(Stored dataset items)

-- Opening Marker --

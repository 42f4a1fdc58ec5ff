//! Extensible-hint merging.
//!
//! Folds an [`EnhancedHints`] record into a resolved [`PresentationHints`]:
//!
//! 1. Custom preferences: the base map plus every extensible hint's
//!    `custom_data`, stringified. On a key collision the higher-priority hint
//!    wins. Hints are applied in ascending priority so the last write is the
//!    highest-priority one; among equal priorities the later hint in the list
//!    wins.
//! 2. Field hints: the base (file-sourced) map, overwritten field by field by
//!    the explicit hints.
//! 3. Core tags (content type, preference, complexity, context) come from the
//!    enhanced record.
//!
//! All functions are pure apart from the cache lookup in
//! [`merge_for_model`] and [`hints_for_model`].

use tracing::{debug, trace};

use hintkit_core::{
    CustomPreferences, EnhancedHints, ExtensibleHint, FieldHints, FieldHintsLoader,
    PresentationHints,
};

use crate::cache::FieldHintsCache;

/// Merge `enhanced` on top of `base`. Inputs are not modified.
pub fn merge(base: &PresentationHints, enhanced: &EnhancedHints) -> PresentationHints {
    let custom_preferences =
        merge_custom_preferences(base.custom_preferences(), enhanced.extensible_hints());
    let field_hints = merge_field_hints(base.field_hints(), enhanced.field_hints());

    debug!(
        hint_count = enhanced.extensible_hints().len(),
        field_count = field_hints.len(),
        "Merged presentation hints"
    );

    PresentationHints::new(
        enhanced.content_type(),
        enhanced.preference(),
        enhanced.complexity(),
        enhanced.context(),
    )
    .with_custom_preferences(custom_preferences)
    .with_field_hints(field_hints)
}

/// Apply extensible hints' custom data over `base`, higher priority winning.
pub fn merge_custom_preferences(
    base: &CustomPreferences,
    hints: &[ExtensibleHint],
) -> CustomPreferences {
    let mut ordered: Vec<&ExtensibleHint> = hints.iter().collect();
    // Stable: equal priorities keep list order, so the later one writes last.
    ordered.sort_by_key(|hint| hint.priority);

    let mut merged = base.clone();
    for hint in ordered {
        for (key, value) in &hint.custom_data {
            trace!(
                hint_kind = %hint.kind,
                priority = hint.priority,
                key = %key,
                "Applying custom preference"
            );
            merged.insert(key.clone(), value.to_string());
        }
    }
    merged
}

/// Overlay explicit field hints on file-sourced ones, field by field.
pub fn merge_field_hints(file_hints: &FieldHints, explicit: &FieldHints) -> FieldHints {
    let mut merged = file_hints.clone();
    for (field_id, hint) in explicit {
        if merged.contains_key(field_id) {
            trace!(field_id = %field_id, "Explicit field hint overrides file hint");
        }
        merged.insert(field_id.clone(), hint.clone());
    }
    merged
}

/// Merge `enhanced` using `model_name`'s file-backed field hints as the base.
pub fn merge_for_model<L: FieldHintsLoader>(
    cache: &mut FieldHintsCache<L>,
    model_name: &str,
    enhanced: &EnhancedHints,
) -> PresentationHints {
    let file_hints = cache.get_field_hints(model_name).clone();
    let base = enhanced.core_hints().with_field_hints(file_hints);
    merge(&base, enhanced)
}

/// Attach `model_name`'s file-backed field hints to a plain hint record.
///
/// Field hints already on `hints` are explicit and win.
pub fn hints_for_model<L: FieldHintsLoader>(
    cache: &mut FieldHintsCache<L>,
    model_name: &str,
    hints: PresentationHints,
) -> PresentationHints {
    let field_hints = merge_field_hints(cache.get_field_hints(model_name), hints.field_hints());
    hints.with_field_hints(field_hints)
}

-- Closing Marker --

About this exercise: Copy each line above exactly as it stands.

Reply:
repository 42f4a1fdc58ec5ff
//! Extensible-hint merging.
//!
//! Folds an [`EnhancedHints`] record into a resolved [`PresentationHints`]:
//!
//! 1. Custom preferences: the base map plus every extensible hint's
//!    `custom_data`, stringified. On a key collision the higher-priority hint
//!    wins. Hints are applied in ascending priority so the last write is the
//!    highest-priority one; among equal priorities the later hint in the list
//!    wins.
//! 2. Field hints: the base (file-sourced) map, overwritten field by field by
//!    the explicit hints.
//! 3. Core tags (content type, preference, complexity, context) come from the
//!    enhanced record.
//!
//! All functions are pure apart from the cache lookup in
//! [`merge_for_model`] and [`hints_for_model`].

use tracing::{debug, trace};

use hintkit_core::{
    CustomPreferences, EnhancedHints, ExtensibleHint, FieldHints, FieldHintsLoader,
    PresentationHints,
};

use crate::cache::FieldHintsCache;

/// Merge `enhanced` on top of `base`. Inputs are not modified.
pub fn merge(base: &PresentationHints, enhanced: &EnhancedHints) -> PresentationHints {
    let custom_preferences =
        merge_custom_preferences(base.custom_preferences(), enhanced.extensible_hints());
    let field_hints = merge_field_hints(base.field_hints(), enhanced.field_hints());

    debug!(
        hint_count = enhanced.extensible_hints().len(),
        field_count = field_hints.len(),
        "Merged presentation hints"
    );

    PresentationHints::new(
        enhanced.content_type(),
        enhanced.preference(),
        enhanced.complexity(),
        enhanced.context(),
    )
    .with_custom_preferences(custom_preferences)
    .with_field_hints(field_hints)
}

/// Apply extensible hints' custom data over `base`, higher priority winning.
pub fn merge_custom_preferences(
    base: &CustomPreferences,
    hints: &[ExtensibleHint],
) -> CustomPreferences {
    let mut ordered: Vec<&ExtensibleHint> = hints.iter().collect();
    // Stable: equal priorities keep list order, so the later one writes last.
    ordered.sort_by_key(|hint| hint.priority);

    let mut merged = base.clone();
    for hint in ordered {
        for (key, value) in &hint.custom_data {
            trace!(
                hint_kind = %hint.kind,
                priority = hint.priority,
                key = %key,
                "Applying custom preference"
            );
            merged.insert(key.clone(), value.to_string());
        }
    }
    merged
}

/// Overlay explicit field hints on file-sourced ones, field by field.
pub fn merge_field_hints(file_hints: &FieldHints, explicit: &FieldHints) -> FieldHints {
    let mut merged = file_hints.clone();
    for (field_id, hint) in explicit {
        if merged.contains_key(field_id) {
            trace!(field_id = %field_id, "Explicit field hint overrides file hint");
        }
        merged.insert(field_id.clone(), hint.clone());
    }
    merged
}

/// Merge `enhanced` using `model_name`'s file-backed field hints as the base.
pub fn merge_for_model<L: FieldHintsLoader>(
    cache: &mut FieldHintsCache<L>,
    model_name: &str,
    enhanced: &EnhancedHints,
) -> PresentationHints {
    let file_hints = cache.get_field_hints(model_name).clone();
    let base = enhanced.core_hints().with_field_hints(file_hints);
    merge(&base, enhanced)
}

/// Attach `model_name`'s file-backed field hints to a plain hint record.
///
/// Field hints already on `hints` are explicit and win.
pub fn hints_for_model<L: FieldHintsLoader>(
    cache: &mut FieldHintsCache<L>,
    model_name: &str,
    hints: PresentationHints,
) -> PresentationHints {
    let field_hints = merge_field_hints(cache.get_field_hints(model_name), hints.field_hints());
    hints.with_field_hints(field_hints)
}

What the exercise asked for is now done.